(dissenting). The Westchester County Tax Law (Laws of 1916, chap. 105, as amd.) provides for the utilization of *460the tax collection machinery of the towns of Westchester county on behalf of school districts within such towns. Upon certification by the trustees or board of education of a school district of the amount of its annual tax and special assessments, the town supervisor extends the tax for such tax district and delivers his warrant for the collection thereof to the receiver of taxes. The tax becomes a lien in September of each year and is paid by the supervisor to the treasurer of the school district in monthly installments until the following first day of February. Thereafter, whenever the supervisor shall receive from the receiver of taxes an account of unpaid school taxes, he shall “ borrow upon the credit of the town a sum not, exceeding the amount of the unpaid taxes so reported.” From the proceeds of such bonds or certificates of indebtedness, the supervisor shall pay to the treasurer of each school district the amount of unpaid school taxes of such district. After this has been done, the taxes as collected belong to the town (Westchester County Tax Law, § 24) and are used for the purpose of liquidating the bonds or certificates. In the event that the town cannot borrow upon such certificates or bonds or dispose of them, the supervisor shall continue to pay to the school districts the taxes as collected. (Id. § 31.)
On the 1st day of February, 1939, there remained uncollected a balance of $15,927.16 of the budget of the plaintiff school district in the sum of $205,289.58, which had been certified by the latter to the supervisor of the defendant the preceding June. Plaintiff demanded that the supervisor of defendant pay over this balance to it, which the latter refused to do, except as collected, on the ground that the Constitution of the State of New York (Art. 8, § 1) prohibited defendant from borrowing money for that purpose.

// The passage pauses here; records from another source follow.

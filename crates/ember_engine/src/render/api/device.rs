//! GPU command interface
//!
//! [`GpuDevice`] is the single seam through which the renderer talks to the
//! graphics API. Every method maps onto one driver command (or a short fixed
//! sequence for resource creation), so the state cache above it can reason
//! about exactly which commands were issued.
//!
//! ## Design Goals
//! - **Backend agnostic**: renderers never see `glow` types
//! - **Observable**: a recording implementation can replay and count commands
//! - **Handle based**: resources are referenced by copyable slotmap keys

use bitflags::bitflags;
use serde::{Deserialize, Serialize};

use crate::foundation::math::{Mat4, Vec3, Vec4};

slotmap::new_key_type! {
    /// Linked shader program
    pub struct ProgramId;
    /// Texture object
    pub struct TextureId;
    /// Vertex array object
    pub struct VertexArrayId;
    /// Vertex or index buffer
    pub struct BufferId;
    /// Framebuffer object
    pub struct FramebufferId;
    /// Renderbuffer object
    pub struct RenderbufferId;
    /// Location of a uniform inside a program
    pub struct UniformLocation;
}

/// Texture target kind
#[derive(Debug, Clone, Copy, PartialEq, Eq, Hash)]
pub enum TextureKind {
    /// Regular 2D texture
    Texture2D,
    /// Multisampled 2D texture (render target only)
    Texture2DMultisample,
    /// Six-face cube map
    TextureCube,
}

/// Texel storage format
#[derive(Debug, Clone, Copy, PartialEq, Eq)]
pub enum TextureFormat {
    /// Single 8-bit channel
    Red,
    /// 8-bit RGB
    Rgb,
    /// 8-bit RGBA
    Rgba,
    /// Depth component
    Depth,
}

impl TextureFormat {
    /// Number of channels stored per texel
    pub const fn channels(self) -> u32 {
        match self {
            Self::Red | Self::Depth => 1,
            Self::Rgb => 3,
            Self::Rgba => 4,
        }
    }
}

/// Parameters for allocating texture storage
#[derive(Debug, Clone, Copy, PartialEq, Eq)]
pub struct TextureDesc {
    /// Texture target
    pub kind: TextureKind,
    /// Width in texels (per face for cube maps)
    pub width: u32,
    /// Height in texels (per face for cube maps)
    pub height: u32,
    /// Texel format
    pub format: TextureFormat,
    /// Sample count for multisampled textures
    pub samples: u32,
}

/// Texture sampling filter
#[derive(Debug, Clone, Copy, PartialEq, Eq)]
pub enum TextureFilter {
    /// Nearest texel
    Nearest,
    /// Linear filtering without mipmaps
    Bilinear,
    /// Linear filtering with mipmaps
    Trilinear,
}

/// Framebuffer binding target
#[derive(Debug, Clone, Copy, PartialEq, Eq, Hash)]
pub enum FramebufferBinding {
    /// Read and draw target
    Full,
    /// Read target (blit source)
    ReadOnly,
    /// Draw target (blit destination)
    WriteOnly,
}

/// Framebuffer attachment point
#[derive(Debug, Clone, Copy, PartialEq, Eq)]
pub enum Attachment {
    /// First color attachment
    Color0,
    /// Depth attachment
    Depth,
    /// Combined depth and stencil attachment
    DepthStencil,
}

/// Fixed-function capability toggled with enable/disable
#[derive(Debug, Clone, Copy, PartialEq, Eq, Hash)]
pub enum Capability {
    /// Alpha blending
    Blend,
    /// Depth testing
    DepthTest,
    /// Face culling
    CullFace,
    /// Stencil testing
    StencilTest,
    /// User clip distance with the given index
    ClipDistance(u32),
}

/// Blend factor
#[derive(Debug, Clone, Copy, PartialEq, Eq)]
pub enum BlendFactor {
    /// Source alpha
    SrcAlpha,
    /// Constant one
    One,
    /// One minus source alpha
    OneMinusSrcAlpha,
}

/// Polygon face selector
#[derive(Debug, Clone, Copy, PartialEq, Eq, Serialize, Deserialize)]
pub enum Face {
    /// Back faces
    Back,
    /// Front faces
    Front,
    /// Both faces
    FrontAndBack,
}

/// Stencil buffer update operation
#[derive(Debug, Clone, Copy, PartialEq, Eq)]
pub enum StencilOp {
    /// Keep the stored value
    Keep,
    /// Replace with the reference value
    Replace,
}

/// Stencil comparison function
#[derive(Debug, Clone, Copy, PartialEq, Eq)]
pub enum StencilFunc {
    /// Always pass
    Always,
    /// Pass where stored value differs from the reference
    NotEqual,
}

bitflags! {
    /// Buffers cleared or blitted
    #[derive(Debug, Clone, Copy, PartialEq, Eq)]
    pub struct ClearMask: u32 {
        /// Color buffer
        const COLOR = 1;
        /// Depth buffer
        const DEPTH = 1 << 1;
        /// Stencil buffer
        const STENCIL = 1 << 2;
    }
}

/// Vertex attribute slot
#[derive(Debug, Clone, Copy, PartialEq, Eq, Hash)]
pub enum VertexAttribute {
    /// Object-space position (vec3, or vec2 for screen-space meshes)
    Position,
    /// Texture coordinates (vec2)
    TexCoord,
    /// Normal vector (vec3)
    Normal,
    /// Tangent vector (vec3)
    Tangent,
}

impl VertexAttribute {
    /// Shader attribute location
    pub const fn location(self) -> u32 {
        match self {
            Self::Position => 0,
            Self::TexCoord => 1,
            Self::Normal => 2,
            Self::Tangent => 3,
        }
    }
}

/// Value written to a shader uniform
#[derive(Debug, Clone, Copy, PartialEq)]
pub enum UniformValue {
    /// `int`, `bool` or sampler slot
    Int(i32),
    /// `float`
    Float(f32),
    /// `vec3`
    Vec3(Vec3),
    /// `vec4`
    Vec4(Vec4),
    /// `mat4`
    Mat4(Mat4),
}

impl From<i32> for UniformValue {
    fn from(value: i32) -> Self {
        Self::Int(value)
    }
}

impl From<u32> for UniformValue {
    fn from(value: u32) -> Self {
        Self::Int(i32::try_from(value).unwrap_or(i32::MAX))
    }
}

impl From<bool> for UniformValue {
    fn from(value: bool) -> Self {
        Self::Int(i32::from(value))
    }
}

impl From<f32> for UniformValue {
    fn from(value: f32) -> Self {
        Self::Float(value)
    }
}

impl From<Vec3> for UniformValue {
    fn from(value: Vec3) -> Self {
        Self::Vec3(value)
    }
}

impl From<Vec4> for UniformValue {
    fn from(value: Vec4) -> Self {
        Self::Vec4(value)
    }
}

impl From<Mat4> for UniformValue {
    fn from(value: Mat4) -> Self {
        Self::Mat4(value)
    }
}

/// Shader stage sources for one program
#[derive(Debug, Clone, Copy)]
pub struct ProgramSources<'a> {
    /// Vertex stage
    pub vertex: &'a str,
    /// Fragment stage
    pub fragment: &'a str,
    /// Optional geometry stage
    pub geometry: Option<&'a str>,
}

/// Low-level GPU command interface
///
/// Commands that depend on a bound object (attachments, uploads of the bound
/// buffer) act on whatever the caller bound last; binding is left to the
/// state cache so its bookkeeping stays truthful.
pub trait GpuDevice {
    // Programs

    /// Compile and link a program, returning the driver log on failure
    fn create_program(&mut self, sources: &ProgramSources<'_>) -> Result<ProgramId, String>;

    /// Delete a program
    fn delete_program(&mut self, program: ProgramId);

    /// Make a program current, or none
    fn use_program(&mut self, program: Option<ProgramId>);

    /// Look up a uniform by name
    fn uniform_location(&mut self, program: ProgramId, name: &str) -> Option<UniformLocation>;

    /// Write a uniform of the current program
    fn set_uniform(&mut self, location: UniformLocation, value: &UniformValue);

    // Textures

    /// Allocate texture storage; data is uploaded separately
    fn create_texture(&mut self, desc: &TextureDesc) -> TextureId;

    /// Replace the texels of a 2D texture or one cube face (face index 0-5)
    ///
    /// The texture must be bound on the active slot.
    fn upload_texture(&mut self, desc: &TextureDesc, face: u32, data: &[u8]);

    /// Set min/mag filtering of the texture bound on the active slot
    fn set_texture_filter(&mut self, kind: TextureKind, filter: TextureFilter);

    /// Delete a texture
    fn delete_texture(&mut self, texture: TextureId);

    /// Select the active texture slot
    fn active_texture(&mut self, slot: u32);

    /// Bind a texture (or nothing) on the active slot
    fn bind_texture(&mut self, kind: TextureKind, texture: Option<TextureId>);

    /// Row alignment used when reading client texel data
    fn set_unpack_alignment(&mut self, alignment: i32);

    // Geometry

    /// Create a vertex array object
    fn create_vertex_array(&mut self) -> VertexArrayId;

    /// Bind a vertex array (or nothing)
    fn bind_vertex_array(&mut self, vertex_array: Option<VertexArrayId>);

    /// Upload a float attribute into the bound vertex array
    fn upload_attribute(&mut self, attribute: VertexAttribute, components: i32, data: &[f32], dynamic: bool) -> BufferId;

    /// Replace the contents of an attribute buffer of the bound vertex array
    fn update_attribute(&mut self, buffer: BufferId, data: &[f32]);

    /// Upload an index buffer into the bound vertex array
    fn upload_indices(&mut self, indices: &[u32]) -> BufferId;

    /// Delete a vertex array and the given buffers
    fn delete_vertex_array(&mut self, vertex_array: VertexArrayId, buffers: &[BufferId]);

    /// Draw non-indexed triangles
    fn draw_arrays(&mut self, first: i32, count: i32);

    /// Draw indexed triangles, `offset` in bytes into the index buffer
    fn draw_elements(&mut self, count: i32, offset: i32);

    // Framebuffers

    /// Create a framebuffer object, returning the driver message on failure
    fn create_framebuffer(&mut self) -> Result<FramebufferId, String>;

    /// Bind a framebuffer (or the default one)
    fn bind_framebuffer(&mut self, binding: FramebufferBinding, framebuffer: Option<FramebufferId>);

    /// Attach a texture to the bound framebuffer
    fn attach_texture(&mut self, attachment: Attachment, kind: TextureKind, texture: TextureId);

    /// Create a depth-stencil renderbuffer, returning the driver message on failure
    fn create_renderbuffer(&mut self, width: u32, height: u32, samples: u32) -> Result<RenderbufferId, String>;

    /// Attach a depth-stencil renderbuffer to the bound framebuffer
    fn attach_renderbuffer(&mut self, renderbuffer: RenderbufferId);

    /// Disable color draw and read buffers of the bound framebuffer
    fn disable_color_buffers(&mut self);

    /// Whether the bound framebuffer is complete
    fn framebuffer_complete(&mut self) -> bool;

    /// Delete a framebuffer and its renderbuffer
    fn delete_framebuffer(&mut self, framebuffer: FramebufferId, renderbuffer: Option<RenderbufferId>);

    /// Copy the read framebuffer into the draw framebuffer
    fn blit_framebuffer(&mut self, width: u32, height: u32, mask: ClearMask, linear: bool);

    // Fixed function state

    /// Enable or disable a capability
    fn set_capability(&mut self, capability: Capability, enabled: bool);

    /// Set blend factors
    fn blend_func(&mut self, source: BlendFactor, destination: BlendFactor);

    /// Enable or disable depth writes
    fn depth_mask(&mut self, enabled: bool);

    /// Select culled faces
    fn cull_face(&mut self, face: Face);

    /// Stencil write mask
    fn stencil_mask(&mut self, mask: u32);

    /// Stencil comparison
    fn stencil_func(&mut self, func: StencilFunc, reference: i32, mask: u32);

    /// Stencil update operations
    fn stencil_op(&mut self, stencil_fail: StencilOp, depth_fail: StencilOp, pass: StencilOp);

    /// Rasterize as lines (`true`) or filled polygons
    fn polygon_mode(&mut self, wireframe: bool);

    /// Set the viewport rectangle
    fn viewport(&mut self, x: i32, y: i32, width: u32, height: u32);

    /// Color used by color clears
    fn clear_color(&mut self, color: Vec4);

    /// Clear the selected buffers of the draw framebuffer
    fn clear(&mut self, mask: ClearMask);
}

The pertinent provision reads: “ No county, city, town, village or school district shall give or loan any money or property to or in aid of any individual, or private corporation or association, or private undertaking, or become directly or indirectly the owner of stock in, or bonds of, any private corporation or association; nor shall any county, city, town, village or school district give or loan its credit to or in aid of any individual, or public or private corporation or association, or private undertaking, but this provision shall not prevent a county from contracting indebtedness for the purpose of advancing to a town or school district, pursuant to law, the amount of unpaid taxes returned to it.” (Emphasis mine.)
In the light of this recent amendment, the provisions of the Westchester County Tax Law, in so far as they require the defendant to borrow upon its credit to pay school district taxes, are, in my opinion, unconstitutional.
*461The school district, itself a civil division of the State (Herman v. Board of Education, 234 N. Y. 196, 202), acts through its trustees, who also constitute the board of education. The board of trustees is a public corporation. (Bassett v. Fish, 75 N. Y. 303, 311; Van Campen v. Olean General Hospital, 210 App. Div. 204, 206; affd., without opinion, 239 N. Y. 615; Education Law, § 270.) There might be room for argument that, in adopting the above-quoted constitutional provision, it was not intended thereby to affect the power of the town to borrow on its own credit in aid of a civil division of the State; even though operating through the medium of a public corporation, but such a contention is not tenable in the light of the saving clause incorporated in the prohibition, which clearly indicates that the constitutional provision does contemplate the inclusion of school districts as public corporations on behalf of which a town may not lend its credit. A county alone may do so for the amount of unpaid taxes returned to it. Expressio unius est exclusio alterius.
It is plaintiff’s contention, in effect, that although the town, in form, is borrowing on its credit for the school district, it is in reality borrowing for itself, as education may under the circumstances be said to be a town purpose. Even though it may be held that moneys paid to a school district are expended for a town purpose (Village of Kenmore v. County of Erie, 252 N. Y. 437, 442), the State, in enacting the Westchester County Tax Law, elected to impose a tax directly for that purpose, although taking advantage of the taxing machinery of that political subdivision, rather than charge the subdivision with the obligation of maintaining the educational system within its confines. (Mayor, etc., of City of N. Y. v. Davenport, 92 N. Y. 604, 616.) Pursuant to the scheme of taxation evolved in the Tax Law under consideration, the budget for a school district is made and prepared by the trustees or board of education of such district, the assessment roll is subdivided to show a separate division or column for school district taxes, and the latter are kept apart as a fund independent of town taxes. The town as an entity is not primarily charged with the obligation of paying for educational requirements. Under such circumstances, the constitutional provision cannot be construed as ignoring the independent entities of the town and the school district, particularly in the light of the saving clause.
For the foregoing reasons, I am of opinion that, in accordance with the stipulation of the parties, judgment should be rendered for the defendant, dismissing the claim of the plaintiff, without costs.
Judgment directed for the plaintiff, without costs.